Two days before the anniversary of a murder born of growing intolerance for minorities and free speech, Prime Minister Recep Tayyip Erdoğan set the public discourse over the flames of a different freedom : the right of women to wear Islamic head cover in school. He announced that his government would change the constitution to lift the ban on religious headscarves in public universities.
Flawed mission
The prime minister extols the virtues of one freedom of religion and not others, revealing a flaw in the government’s mission. They want to sell the West on the idea that American-style freedom to worship (secularism) suits their own cause of upending one of the country’s founding principles that limited the influence of religion on the state (laicism). If they were smart salesmen – or virtuous in their ideology – they would not choose one religion’s exemption from the law over another’s. By ignoring the trampled freedoms of religious and ethnic minorities to worship and express themselves, the government sets itself up to lose in the secular arena as well.
But the real losers are members of the next generation who saw images of an ethnic Armenian Turkish journalist lying face down shot after being convicted of insulting Turkishness. Leaders must take measures to reassure kids that the same won’t happen to them if they speak or write freely. In what might turn out to be a bold step in the right direction, Turkish authorities arrested 30 people on Tuesday suspected of a series of politically inspired killings and attacks. Among them is a well-known lawyer involved in court cases against Dink and Turkish Nobel prize winning author Orhan Pamuk, whose case is ongoing.
Maureen Freely, a writer, journalist and translator of Pamuk’s books who grew up in Istanbul, told me during an interview on Monday that the nationalist perspective could evolve into something more benign through conversation and inclusion.
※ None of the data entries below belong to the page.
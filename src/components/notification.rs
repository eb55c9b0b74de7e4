use std::sync::atomic::{AtomicUsize, Ordering};

use dioxus::prelude::*;
use gloo_timers::callback::Timeout;

/// How long a toast stays on screen, matching the slide-in/fade-out timing
/// in the stylesheet.
const DISMISS_MS: u32 = 3_300;

static NEXT_ID: AtomicUsize = AtomicUsize::new(0);

pub static NOTIFICATIONS: GlobalSignal<Vec<Notification>> = Signal::global(Vec::new);

#[derive(Clone, Copy, Debug, PartialEq, Eq)]
pub enum NotifyKind {
    Success,
    Error,
}

impl NotifyKind {
    fn class(&self) -> &'static str {
        match self {
            NotifyKind::Success => "notification notification-success",
            NotifyKind::Error => "notification notification-error",
        }
    }

    fn icon(&self) -> &'static str {
        match self {
            NotifyKind::Success => "✓",
            NotifyKind::Error => "!",
        }
    }
}

#[derive(Clone, Debug, PartialEq)]
pub struct Notification {
    pub id: usize,
    pub kind: NotifyKind,
    pub message: String,
}

/// Push a toast and schedule its removal.  Fire-and-forget: if the page is
/// torn down before the timer fires, the callback has nothing left to do.
pub fn notify(kind: NotifyKind, message: impl Into<String>) {
    let id = NEXT_ID.fetch_add(1, Ordering::Relaxed);

    NOTIFICATIONS.with_mut(|list| {
        list.push(Notification {
            id,
            kind,
            message: message.into(),
        })
    });

    Timeout::new(DISMISS_MS, move || {
        NOTIFICATIONS.with_mut(|list| dismiss(list, id));
    })
    .forget();
}

fn dismiss(list: &mut Vec<Notification>, id: usize) {
    list.retain(|notification| notification.id != id);
}

#[derive(Clone, PartialEq, Props)]
struct NotificationCardProps {
    notification: Notification,
}

#[component]
fn NotificationCard(props: NotificationCardProps) -> Element {
    let kind_class = props.notification.kind.class();
    let icon = props.notification.kind.icon();
    let message = props.notification.message.clone();

    rsx! {
        div { class: "{kind_class}",
            span { class: "notification-icon", "{icon}" }
            span { "{message}" }
        }
    }
}

#[component]
pub fn NotificationTray() -> Element {
    let notifications = NOTIFICATIONS.read().clone();

    rsx! {
        div { class: "notification-tray",
            for notification in notifications {
                NotificationCard { key: "{notification.id}", notification: notification.clone() }
            }
        }
    }
}

#[cfg(test)]
mod tests {
    use super::*;

    fn toast(id: usize) -> Notification {
        Notification {
            id,
            kind: NotifyKind::Success,
            message: format!("toast {id}"),
        }
    }

    #[test]
    fn dismiss_removes_only_the_expired_toast() {
        let mut list = vec![toast(0), toast(1), toast(2)];
        dismiss(&mut list, 1);
        assert_eq!(
            list.iter().map(|n| n.id).collect::<Vec<_>>(),
            vec![0, 2]
        );
    }

    #[test]
    fn dismiss_tolerates_unknown_ids() {
        let mut list = vec![toast(0)];
        dismiss(&mut list, 7);
        assert_eq!(list.len(), 1);
    }
}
“For Turkey to truly prosper, people have to have room to maneuver,” said Freely, who was in town to remember Dink. Meanwhile over the weekend a Turkish court blocked access to popular video sharing Web site YouTube for the second time this year. At fault was a video insulting Ataturk, founder of the republic. But nationalists posting death threats on Web sites are protected. I stood holding my baby son on Saturday as nationalists chanted insults when Dink’s wife Rakel addressed the crowd where her husband was shot. Do they enjoy more freedoms than our children will ?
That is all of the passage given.